I mostly try to do street photography and street portraits which come with a special kind of challenge: the fear. I am not sure if this kind of fear is experienced by other photographers but I am sure is not quite the same. The fear here is very special and has many facets. One reason for it is that you don't know what will happen if you take this photo. You'll photograph real live humans doing something probably at least a little interesting - why else would you take the photography?! - and that might have various consequence.

Many street photographers try to stay hidden and unnoticed and they go on with their day after they take. Some are more daring and don't care and deal with it later. But they all experience this fear. Are we doing something illegal or imoral that should make us feel exposed to people's reaction in this way?

I really don't think so. Yet a man with a camera is still - in the age of ubiqutos smartphone - a little dangerous and suspect. Why is he taking that photo?

So this fear is something that all street photographers will have to deal with and work against. It's never an exercise of walking, seeing, clicking, improving. Most often, the sequence is something like this: walking, seeing, hesitating, missing the moment. Or maybe: walking, seeing, almost taking the photo but getting a dirty look, pretending to take a different photo. The fear which leads to hesitation, indecision and ultimately not doing anything is what keeps us with nothing to show for it after long walks through the town.

As my main thing is portraits, for which I need to actually talk with people. I ran into this problem even more acutely While you can still take a cool street photo even with hesitation or by finding a situation that has no anxious context attached ( some pigeons fighting over a hamburger for example ) I never run into an easy portrait. Each one is earned and each one requires me to fight myself, my natural shyness, my hesitations and assumptions and open my mouth to say:
"Can I take your photo?".

It's not getting any easier too which is baffling.

Today I've seen a few people that were really interesting to me and would have been good to take their photos and yet, I could not say anything. I hesitated, debated internally and missed the chance.

On going home with the camera on the same position (which is depressing in itself) I realized that while I tend to wallow over missed opportunities, this is really not that tragic. Opportunities for portraits abound. Every corner, every minute, every day brings more and more, an endless stream of people looking interesting. There will always be people to photograph.
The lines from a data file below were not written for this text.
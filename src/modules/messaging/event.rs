use serde::{Deserialize, Serialize};
use sqlx::Type;
use uuid::Uuid;

/// Discriminant of a lifecycle event, stored alongside each queued message
#[derive(Debug, Clone, Copy, PartialEq, Eq, Hash, Serialize, Deserialize, Type)]
#[sqlx(type_name = "file_event_kind", rename_all = "snake_case")]
#[serde(rename_all = "snake_case")]
pub enum FileEventKind {
    FileReferenced,
    ReferencingEntityDeleted,
    ScheduledDeletionCheck,
}

impl FileEventKind {
    pub const ALL: [FileEventKind; 3] = [
        FileEventKind::FileReferenced,
        FileEventKind::ReferencingEntityDeleted,
        FileEventKind::ScheduledDeletionCheck,
    ];

    pub fn as_str(&self) -> &'static str {
        match self {
            FileEventKind::FileReferenced => "file_referenced",
            FileEventKind::ReferencingEntityDeleted => "referencing_entity_deleted",
            FileEventKind::ScheduledDeletionCheck => "scheduled_deletion_check",
        }
    }
}

impl std::fmt::Display for FileEventKind {
    fn fmt(&self, f: &mut std::fmt::Formatter<'_>) -> std::fmt::Result {
        f.write_str(self.as_str())
    }
}

/// A file lifecycle event
///
/// Wire form: `{"event": "<kind>", "file_id": "<uuid>"}`.
/// `FileReferenced` and `ReferencingEntityDeleted` come from reference
/// producers; `ScheduledDeletionCheck` is only ever scheduled by the upload path.
#[derive(Debug, Clone, Copy, PartialEq, Eq, Serialize, Deserialize)]
#[serde(tag = "event", rename_all = "snake_case")]
pub enum FileEvent {
    FileReferenced { file_id: Uuid },
    ReferencingEntityDeleted { file_id: Uuid },
    ScheduledDeletionCheck { file_id: Uuid },
}

impl FileEvent {
    pub fn new(kind: FileEventKind, file_id: Uuid) -> Self {
        match kind {
            FileEventKind::FileReferenced => FileEvent::FileReferenced { file_id },
            FileEventKind::ReferencingEntityDeleted => {
                FileEvent::ReferencingEntityDeleted { file_id }
            }
            FileEventKind::ScheduledDeletionCheck => FileEvent::ScheduledDeletionCheck { file_id },
        }
    }

    pub fn kind(&self) -> FileEventKind {
        match self {
            FileEvent::FileReferenced { .. } => FileEventKind::FileReferenced,
            FileEvent::ReferencingEntityDeleted { .. } => FileEventKind::ReferencingEntityDeleted,
            FileEvent::ScheduledDeletionCheck { .. } => FileEventKind::ScheduledDeletionCheck,
        }
    }

    pub fn file_id(&self) -> Uuid {
        match *self {
            FileEvent::FileReferenced { file_id }
            | FileEvent::ReferencingEntityDeleted { file_id }
            | FileEvent::ScheduledDeletionCheck { file_id } => file_id,
        }
    }
}
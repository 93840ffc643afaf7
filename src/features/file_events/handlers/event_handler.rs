use axum::{extract::State, http::StatusCode, Json};
use std::sync::Arc;
use validator::Validate;

use crate::core::error::{AppError, Result};
use crate::core::extractor::AppJson;
use crate::features::file_events::dtos::{
    AcceptedEventsDto, PublishFileEventDto, PublishFileEventsBatchDto,
};
use crate::features::file_events::services::FileReferencePublisher;
use crate::shared::types::ApiResponse;

/// Publish a file lifecycle event
///
/// Reference producers call this when they persist or delete an entity that
/// carries a file id. Delivery is at-least-once, so retrying after an error
/// is always safe.
#[utoipa::path(
    post,
    path = "/api/file-events",
    tag = "file-events",
    request_body = PublishFileEventDto,
    responses(
        (status = 202, description = "Event enqueued", body = ApiResponse<AcceptedEventsDto>),
        (status = 400, description = "Unknown or internal event type, or malformed payload"),
        (status = 500, description = "Queue unavailable; retry")
    )
)]
pub async fn publish_event(
    State(publisher): State<Arc<FileReferencePublisher>>,
    AppJson(dto): AppJson<PublishFileEventDto>,
) -> Result<(StatusCode, Json<ApiResponse<AcceptedEventsDto>>)> {
    publisher.forward(dto.into()).await?;

    Ok((
        StatusCode::ACCEPTED,
        Json(ApiResponse::success(
            Some(AcceptedEventsDto { accepted: 1 }),
            None,
        )),
    ))
}

/// Publish a batch of file lifecycle events
///
/// Events are enqueued in order. On failure the earlier events stay enqueued;
/// resending the whole batch is safe.
#[utoipa::path(
    post,
    path = "/api/file-events/batch",
    tag = "file-events",
    request_body = PublishFileEventsBatchDto,
    responses(
        (status = 202, description = "All events enqueued", body = ApiResponse<AcceptedEventsDto>),
        (status = 400, description = "Validation error"),
        (status = 500, description = "Queue unavailable; retry")
    )
)]
pub async fn publish_events_batch(
    State(publisher): State<Arc<FileReferencePublisher>>,
    AppJson(dto): AppJson<PublishFileEventsBatchDto>,
) -> Result<(StatusCode, Json<ApiResponse<AcceptedEventsDto>>)> {
    dto.validate()
        .map_err(|e| AppError::Validation(e.to_string()))?;

    for event in &dto.events {
        publisher.forward((*event).into()).await?;
    }

    Ok((
        StatusCode::ACCEPTED,
        Json(ApiResponse::success(
            Some(AcceptedEventsDto {
                accepted: dto.events.len(),
            }),
            None,
        )),
    ))
}
use serde::{Deserialize, Serialize};
use utoipa::ToSchema;
use uuid::Uuid;
use validator::Validate;

use crate::modules::messaging::FileEvent;

/// Maximum number of events per batch request
pub const MAX_BATCH_EVENTS: u64 = 100;

/// Event a reference producer may publish
///
/// `scheduled_deletion_check` is internal to the upload path and is not
/// accepted here.
#[derive(Debug, Clone, Copy, PartialEq, Eq, Serialize, Deserialize, ToSchema)]
#[serde(tag = "event", rename_all = "snake_case")]
pub enum PublishFileEventDto {
    /// An entity capturing the file was persisted
    FileReferenced { file_id: Uuid },
    /// An entity capturing the file was deleted
    ReferencingEntityDeleted { file_id: Uuid },
}

impl From<PublishFileEventDto> for FileEvent {
    fn from(dto: PublishFileEventDto) -> Self {
        match dto {
            PublishFileEventDto::FileReferenced { file_id } => FileEvent::FileReferenced { file_id },
            PublishFileEventDto::ReferencingEntityDeleted { file_id } => {
                FileEvent::ReferencingEntityDeleted { file_id }
            }
        }
    }
}

/// Request DTO for publishing several events at once
#[derive(Debug, Serialize, Deserialize, Validate, ToSchema)]
pub struct PublishFileEventsBatchDto {
    #[validate(length(min = 1, max = MAX_BATCH_EVENTS, message = "A batch carries 1-100 events"))]
    pub events: Vec<PublishFileEventDto>,
}

/// Response DTO for accepted events
#[derive(Debug, Serialize, Deserialize, ToSchema)]
pub struct AcceptedEventsDto {
    /// Number of events enqueued
    pub accepted: usize,
}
No, the issue is one of cowardice. I don't have an opportunity problem. I have a cowardice problem.
If I can get over my fears and be bolder, I will be able to grab more opportunities and take more photos, improving faster and gaining more confidence which might lessen my cowardice even more.

That's what I should work on. And every day I start with this in mind and end with this in mind.
Because you see, the fear manifest differently when you're at home making a plan vs when you're in the town approaching strangers. As Mike Tyson said: "everyone has a plan until they get punched in the mouth".
Well, I have my plans..until the fear starts rumbling in my stomach. I know it, I am prepared for it and yet the punch still dazzles.